Nino Nađ

Notes

Avoiding oversized catch blocks

Narrow catch blocks make rollback boundaries easier to reason about and reduce accidental coupling.

Error handling Code review Backend

One small thing I pushed on in a recent PR review was error handling in service code.

The flow looked reasonable at first. Create the document, upload the file, and if something fails, clean up in catch.

Something like this:

try {
  await createDocument();
  await uploadFile();
} catch (error) {
  await deleteDocument();
  throw error;
}

The issue is not the cleanup itself. The issue is the size of the catch.

A big catch quietly defines a rollback boundary. Today that boundary might only mean “document + file upload”. But later someone adds one more line inside the same try: create another relation, call another service, write metadata, trigger some side effect. Now an unrelated exception can delete the whole document even though that was never really the intent.

That is the bad pattern I try to avoid: error handling that is correct for today’s code, but too broad for tomorrow’s code.

My preference is simple. If I know exactly which step can fail and what state it owns, I want the throw and the cleanup as close to that step as possible. Small catch blocks are easier to reason about. Big ones create hidden coupling.

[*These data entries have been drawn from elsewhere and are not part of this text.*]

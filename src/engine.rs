//! The instruction dispatcher and its configuration.

use crate::{
	compose::{Composer, Content},
	dialog::{self, DialogKind, DialogSettings, DialogSpec, OverlayHandle, OverlayOptions},
	dom::{Dom, DomEvent},
	error::Result,
	handlers::HandlerRegistry,
	instruction::{split_message, Instruction, MessageContext},
	markdown::MarkdownRenderer,
	resources,
	sanitize::Sanitizer,
	table::{self, ColumnMetadata, ListenerOptions, RowOptions, TableEvent, TableOptions, DEFAULT_PAD},
	tree::TreeBuilder,
};
use core::{cell::RefCell, fmt};
use serde_json::Value;
use std::rc::Rc;
use tracing::{error, instrument, trace, trace_span};

/// How a batch went. Instructions are skipped iff they can't be interpreted; failures while applying them are only logged.
#[derive(Debug, Clone, Copy, Default, PartialEq, Eq)]
pub struct BatchReport {
	pub applied: usize,
	pub skipped: usize,
}

impl BatchReport {
	fn merge(self, other: Self) -> Self {
		Self {
			applied: self.applied + other.applied,
			skipped: self.skipped + other.skipped,
		}
	}
}

/// Configuration, resolved once by [`EngineBuilder::build`].
#[derive(Debug, Default)]
pub struct EngineBuilder {
	content: Content,
	dialog: DialogSettings,
	table_pad: Option<usize>,
}

impl EngineBuilder {
	#[must_use]
	pub fn sanitizer(mut self, sanitizer: impl Sanitizer + 'static) -> Self {
		self.content.sanitizer = Some(Box::new(sanitizer));
		self
	}

	#[must_use]
	pub fn markdown(mut self, renderer: impl MarkdownRenderer + 'static) -> Self {
		self.content.markdown = Some(Box::new(renderer));
		self
	}

	#[must_use]
	pub fn dialog_settings(mut self, settings: DialogSettings) -> Self {
		self.dialog = settings;
		self
	}

	/// Digits of positional cell names reported by table listeners.
	#[must_use]
	pub fn table_pad(mut self, pad: usize) -> Self {
		self.table_pad = Some(pad);
		self
	}

	#[must_use]
	pub fn build<D: Dom>(self) -> Engine<D> {
		Engine {
			inner: Rc::new(Inner {
				content: self.content,
				handlers: HandlerRegistry::default(),
				dialog: self.dialog,
				table_pad: self.table_pad.unwrap_or(DEFAULT_PAD),
			}),
		}
	}
}

struct Inner<D: Dom> {
	content: Content,
	handlers: HandlerRegistry<D>,
	dialog: DialogSettings,
	table_pad: usize,
}

/// Applies UI instructions to a [`Dom`].
///
/// Cloning is cheap and shares configuration and registered handlers, so clones can be moved into callbacks.
pub struct Engine<D: Dom> {
	inner: Rc<Inner<D>>,
}

impl<D: Dom> Clone for Engine<D> {
	fn clone(&self) -> Self {
		Self { inner: self.inner.clone() }
	}
}

impl<D: Dom> fmt::Debug for Engine<D> {
	fn fmt(&self, f: &mut fmt::Formatter<'_>) -> fmt::Result {
		f.debug_struct("Engine")
			.field("content", &self.inner.content)
			.field("handlers", &self.inner.handlers)
			.field("dialog", &self.inner.dialog)
			.field("table_pad", &self.inner.table_pad)
			.finish()
	}
}

impl<D: Dom> Default for Engine<D> {
	fn default() -> Self {
		Self::new()
	}
}

impl<D: Dom> Engine<D> {
	/// No sanitizer, no Markdown renderer, default settings.
	#[must_use]
	pub fn new() -> Self {
		Self::builder().build()
	}

	#[must_use]
	pub fn builder() -> EngineBuilder {
		EngineBuilder::default()
	}

	/// Makes `handler` available to `events` entries as `name`. Only affects components composed afterwards.
	pub fn register_handler(&self, name: &str, handler: impl Fn(&mut D, &DomEvent<D::Node>) + 'static) {
		self.inner.handlers.register(name, handler);
	}

	#[must_use]
	pub fn handlers(&self) -> &HandlerRegistry<D> {
		&self.inner.handlers
	}

	#[must_use]
	pub fn content(&self) -> &Content {
		&self.inner.content
	}

	#[must_use]
	pub fn dialog_settings(&self) -> &DialogSettings {
		&self.inner.dialog
	}

	pub(crate) fn tree(&self) -> TreeBuilder<'_, D> {
		TreeBuilder {
			composer: self.composer(),
		}
	}

	#[must_use]
	pub fn composer(&self) -> Composer<'_, D> {
		Composer {
			content: &self.inner.content,
			handlers: &self.inner.handlers,
		}
	}

	/// Applies the `_ui` instructions of a message, in order, with its `payload` and `topic`.
	#[instrument(skip(self, dom, message))]
	pub fn ui(&self, dom: &mut D, message: &Value) -> BatchReport {
		match split_message(message) {
			Some((entries, context)) => self.apply_entries(dom, &entries, &context),
			None => {
				error!("Message has no `_ui` property.");
				BatchReport::default()
			}
		}
	}

	/// Applies one bare instruction or an array of them.
	#[instrument(skip(self, dom, instructions))]
	pub fn apply(&self, dom: &mut D, instructions: &Value) -> BatchReport {
		match instructions {
			Value::Array(entries) => self.apply_entries(dom, entries, &MessageContext::default()),
			single => self.apply_entries(dom, core::slice::from_ref(single), &MessageContext::default()),
		}
	}

	fn apply_entries(&self, dom: &mut D, entries: &[Value], context: &MessageContext) -> BatchReport {
		if cfg!(feature = "dangerous-logging") {
			trace!(payload = ?context.payload, topic = ?context.topic, "Applying batch.");
		}
		entries.iter().enumerate().fold(BatchReport::default(), |report, (index, entry)| {
			report.merge(match Instruction::from_value(entry, context) {
				Ok(instruction) => {
					self.dispatch(dom, instruction);
					BatchReport { applied: 1, skipped: 0 }
				}
				Err(error) => {
					error!(index, %error, "Skipping instruction.");
					BatchReport { applied: 0, skipped: 1 }
				}
			})
		})
	}

	/// Applies one instruction. Failures are logged and never interrupt the caller.
	pub fn dispatch(&self, dom: &mut D, instruction: Instruction<D::Node>) {
		let span = trace_span!("dispatch", method = instruction.method().as_str());
		let _enter = span.enter();

		match instruction {
			Instruction::Add(placement) => {
				let added = self.tree().add(dom, &placement);
				trace!(added, "Added.");
			}
			Instruction::Replace(placement) => {
				let replaced = self.tree().replace(dom, &placement);
				trace!(replaced, "Replaced.");
			}
			Instruction::Update(placement) => {
				let updated = self.tree().update(dom, &placement);
				trace!(updated, "Updated.");
			}
			Instruction::Remove(selectors) => {
				self.tree().remove(dom, &selectors, false);
			}
			Instruction::RemoveAll(selectors) => {
				self.tree().remove(dom, &selectors, true);
			}
			Instruction::Load(spec) => {
				resources::load(dom, &spec);
			}
			Instruction::Reload => dom.reload(),
			Instruction::Notify(spec, context) => {
				self.show_dialog(dom, DialogKind::Notify, &spec, &context);
			}
			Instruction::Alert(spec, context) => {
				self.show_dialog(dom, DialogKind::Alert, &spec, &context);
			}
		}
	}

	/// Replaces a node's content with sanitized `html`, running its scripts.
	///
	/// # Errors
	///
	/// Iff the content can't be inserted.
	pub fn replace_content(&self, dom: &mut D, node: &D::Node, html: &str) -> Result<()> {
		self.inner.content.replace_content(dom, node, html)
	}

	pub fn show_dialog(&self, dom: &mut D, kind: DialogKind, spec: &DialogSpec, context: &MessageContext) -> Option<D::Node> {
		dialog::show_dialog(dom, kind, spec, context, &self.inner.dialog, &self.inner.content)
	}

	/// # Errors
	///
	/// Iff the entry can't be built or inserted.
	pub fn show_overlay(&self, dom: &mut D, options: &OverlayOptions) -> Result<OverlayHandle<D::Node>> {
		dialog::show_overlay(dom, options, &self.inner.dialog, &self.inner.content)
	}

	/// # Errors
	///
	/// See [`table::build_html_table`].
	pub fn build_html_table(&self, dom: &mut D, data: &Value, options: &TableOptions) -> Result<D::Node> {
		table::build_html_table(dom, data, options, &self.inner.content)
	}

	/// # Errors
	///
	/// See [`table::create_table`].
	pub fn create_table(&self, dom: &mut D, data: &Value, options: &TableOptions) -> Result<D::Node> {
		table::create_table(dom, data, options, &self.inner.content)
	}

	/// # Errors
	///
	/// See [`table::tbl_add_row`].
	pub fn tbl_add_row(&self, dom: &mut D, table: &D::Node, row: &Value, options: &RowOptions) -> Result<D::Node> {
		table::tbl_add_row(dom, table, row, options, &self.inner.content)
	}

	/// # Errors
	///
	/// See [`table::tbl_remove_row`].
	pub fn tbl_remove_row(&self, dom: &mut D, table: &D::Node, index: usize, body: usize) -> Result<()> {
		table::tbl_remove_row(dom, table, index, body)
	}

	/// Like [`table::tbl_add_listener`], with this engine's padding unless `options` sets one.
	///
	/// # Errors
	///
	/// See [`table::tbl_add_listener`].
	pub fn tbl_add_listener(&self, dom: &mut D, selector: &str, options: &ListenerOptions, out: Rc<RefCell<TableEvent>>) -> Result<()> {
		let options = ListenerOptions {
			pad: Some(options.pad.unwrap_or(self.inner.table_pad)),
			..options.clone()
		};
		table::tbl_add_listener(dom, selector, &options, out)
	}

	#[must_use]
	pub fn tbl_get_cell_name(&self, dom: &D, cell: &D::Node) -> String {
		table::tbl_get_cell_name(dom, cell, self.inner.table_pad)
	}

	/// The column metadata a table was built or extended with, if cached.
	#[must_use]
	pub fn table_columns(&self, dom: &D, table: &D::Node) -> Option<Vec<ColumnMetadata>> {
		dom.property(table, "cols").and_then(|cols| serde_json::from_value(cols).ok())
	}
}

There is usually another smell next to this too: turning internal failures into validation errors. If the upload layer, database, or network fails, that is not a client mistake. The code should preserve that signal instead of hiding it behind a generic validation error.

So the rule I try to follow is straightforward: catch narrowly, clean up narrowly, and do not delete more state than the failing step actually owns.

Maybe the broader cleanup is fine for the current requirement. Maybe nobody ever adds more logic there. But I would still rather separate that responsibility now than come back later and untangle a misleading rollback path.